Gas Prices Are Complex, but Not Mysterious

(Editor's note: This article was previously published on Apr. 14, 2012 in the Washington Examiner "Opinion" section.)

As gasoline prices edge upward, consumers and politicians are looking for someone to blame. Some say it's Iran's fault, while others are blaming the Obama administration. The president, who has a habit of demonizing the oil companies, says there's no silver bullet to solve the problem.

But higher gasoline prices take a bite out of the household budgets of families nationwide.
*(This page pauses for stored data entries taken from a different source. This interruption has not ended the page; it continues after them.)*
use anyhow::Result;
use httpmock::prelude::*;
use std::time::Duration;
use zipgate::{
    ChainResolver, CoordinateResolver, GateError, ProximityGate, Radius, RemoteResolver,
    ServiceAreaConfig, ServiceAreaEntry, ZipCode, ZipTable,
};

fn zippopotam_body(lat: &str, lon: &str) -> serde_json::Value {
    serde_json::json!({
        "post code": "10001",
        "country": "United States",
        "country abbreviation": "US",
        "places": [{
            "place name": "New York City",
            "longitude": lon,
            "state": "New York",
            "state abbreviation": "NY",
            "latitude": lat
        }]
    })
}

#[tokio::test]
async fn test_resolves_coordinates_from_remote_lookup() -> Result<()> {
    let server = MockServer::start_async().await;
    let lookup = server
        .mock_async(|when, then| {
            when.method(GET).path("/us/10001");
            then.status(200)
                .header("Content-Type", "application/json")
                .json_body(zippopotam_body("40.7484", "-73.9967"));
        })
        .await;

    let resolver = RemoteResolver::new(server.url("/us/"), Duration::from_secs(2))?;
    let coordinate = resolver.resolve(&ZipCode::parse("10001")?).await?;

    lookup.assert_async().await;
    assert_eq!(coordinate.latitude, 40.7484);
    assert_eq!(coordinate.longitude, -73.9967);
    Ok(())
}

#[tokio::test]
async fn test_not_found_is_unknown_zip() -> Result<()> {
    let server = MockServer::start_async().await;
    server
        .mock_async(|when, then| {
            when.method(GET).path("/us/00000");
            then.status(404).json_body(serde_json::json!({}));
        })
        .await;

    let resolver = RemoteResolver::new(server.url("/us"), Duration::from_secs(2))?;
    let err = resolver.resolve(&ZipCode::parse("00000")?).await.unwrap_err();

    assert!(matches!(err, GateError::UnknownZip { ref zip } if zip == "00000"));
    Ok(())
}

#[tokio::test]
async fn test_server_error_and_bad_body_degrade_to_unknown_zip() -> Result<()> {
    let server = MockServer::start_async().await;
    server
        .mock_async(|when, then| {
            when.method(GET).path("/us/10001");
            then.status(500);
        })
        .await;
    server
        .mock_async(|when, then| {
            when.method(GET).path("/us/90210");
            then.status(200)
                .json_body(zippopotam_body("not-a-number", "-118.4105"));
        })
        .await;

    let resolver = RemoteResolver::new(server.url("/us"), Duration::from_secs(2))?;

    for zip in ["10001", "90210"] {
        let err = resolver.resolve(&ZipCode::parse(zip)?).await.unwrap_err();
        assert!(matches!(err, GateError::UnknownZip { .. }), "zip {}", zip);
    }
    Ok(())
}

#[tokio::test]
async fn test_slow_lookup_times_out_as_unknown_zip() -> Result<()> {
    let server = MockServer::start_async().await;
    server
        .mock_async(|when, then| {
            when.method(GET).path("/us/10001");
            then.status(200)
                .delay(Duration::from_millis(1500))
                .json_body(zippopotam_body("40.7484", "-73.9967"));
        })
        .await;

    let resolver = RemoteResolver::new(server.url("/us"), Duration::from_millis(200))?;
    let err = resolver.resolve(&ZipCode::parse("10001")?).await.unwrap_err();

    assert!(matches!(err, GateError::UnknownZip { .. }));
    Ok(())
}

#[tokio::test]
async fn test_gate_with_table_then_remote_fallback() -> Result<()> {
    let server = MockServer::start_async().await;
    let lookup = server
        .mock_async(|when, then| {
            when.method(GET).path("/us/06902");
            then.status(200)
                .json_body(zippopotam_body("41.0534", "-73.5387"));
        })
        .await;

    let table = ZipTable::from_reader("zip,latitude,longitude\n10001,40.7484,-73.9967\n".as_bytes())?;
    let remote = RemoteResolver::new(server.url("/us"), Duration::from_secs(2))?;
    let gate = ProximityGate::new(ChainResolver::new().then(table).then(remote));

    let config = ServiceAreaConfig::from_entries(vec![ServiceAreaEntry::new(
        ZipCode::parse("10001")?,
        Radius::Forty,
    )]);

    let decision = gate.evaluate("06902", &config).await?;

    lookup.assert_async().await;
    assert!(decision.accepted);
    assert!((decision.distance_miles.unwrap() - 31.88).abs() < 0.1);
    Ok(())
}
Every 1-cent increase in the retail price of gasoline translates into about $1 billion annually in higher costs for American consumers.

If the nation truly wants to address the wild roller coaster of price swings, it's important to understand the factors that affect prices. First, gasoline is refined from crude oil, whose price is determined by buyers and sellers globally. They negotiate oil contracts based on their perceptions of oil's economic value in the marketplace. Political instability, oil supply disruptions, foul weather and many other factors affect global oil prices. Also, oil is priced in U.S. dollars. As the value of the dollar changes, oil prices fluctuate.

The price of gasoline historically has closely tracked the price of crude oil. The Department of Energy, or DOE, says 76 percent of gasoline prices are attributed to the price of oil, while the rest is taxes, the cost of refining, marketing and transporting the gasoline to service stations and profits. During the past five years, oil companies earned 7 cents in profits per dollar of sales, which is in line with other industries' profit margins.

Gas prices vary from state to state due to a variety of factors including taxes. The federal tax on gasoline is 18.4 cents per gallon, and state taxes vary widely. Motorists in New York pay a total of 67.4 cents in taxes per gallon, for example, whereas Alaska motorists pay 26.4 cents per gallon.

Every spring, gasoline refiners must comply with federal and state regulations that require them to produce seasonal blends that evaporate less during the warm weather months. Summer-grade gas costs more to produce than winter-grade fuel, and that puts upward pressure on prices. Federal law also requires ethanol to be blended with gasoline. Since most ethanol in the United States is made from corn, corn prices also have an impact on pump prices.

Finally, the laws of supply and demand play an important role in gasoline prices. Simply put, oil supplies matter. Larger supplies of secure oil -- oil that won't be withheld from the market for political reasons -- can result in lower retail gas prices at the pump.

The importance of secure oil cannot be overstated. It's quite likely that oil and gasoline prices would decline over the long term if more oil were produced domestically and Canadian oil were allowed to flow freely through the rejected Keystone XL pipeline. In fact, just imagine how different the U.S. economy and the energy situation would be today if, 30 years ago, our elected officials had allowed drilling in the oil-rich areas of Alaska, along the West Coast, the East Coast and in the eastern Gulf of Mexico. Instead, they chose to block access to those supplies, keeping us dependent on foreign oil from politically unstable countries.

The Obama administration is clinging to the outdated view that the United States should move away from oil to other forms of energy, and Obama has even dismissed oil as the "fuel of the past." But that approach ignores the technological advancements making it possible to produce oil more efficiently than ever. Hydraulic fracturing is producing oil cost-effectively from shale formations that once were impossible to tap.

Rather than accept this new oil reality, the administration has launched 10 different initiatives to study or establish new regulations on hydraulic fracturing. Furthermore, oil production on federal lands -- the areas controlled by the administration -- fell by 14 percent in 2011, the largest annual decrease in a decade. At the same time, the administration is throwing away money on failed alternative energy companies under the misguided notion that it can somehow produce energy competitively eventually if it receives billions of taxpayer dollars today.

Our economy runs on oil, and DOE forecasts suggest that oil will be the "fuel of the future" and continue to play an important role in our energy mix for decades to come. It's time to embrace the facts about oil and discard the "fuel of the past" mentality. There is nothing that provides as much energy bang for the buck as oil. Basic economics tell us that if we had more of it, our bucks would go a lot further.


Mark J. Perry is a professor of economics at the University of Michigan-Flint and a scholar at The American Enterprise Institute. He is on the Mackinac Center Board of Scholars.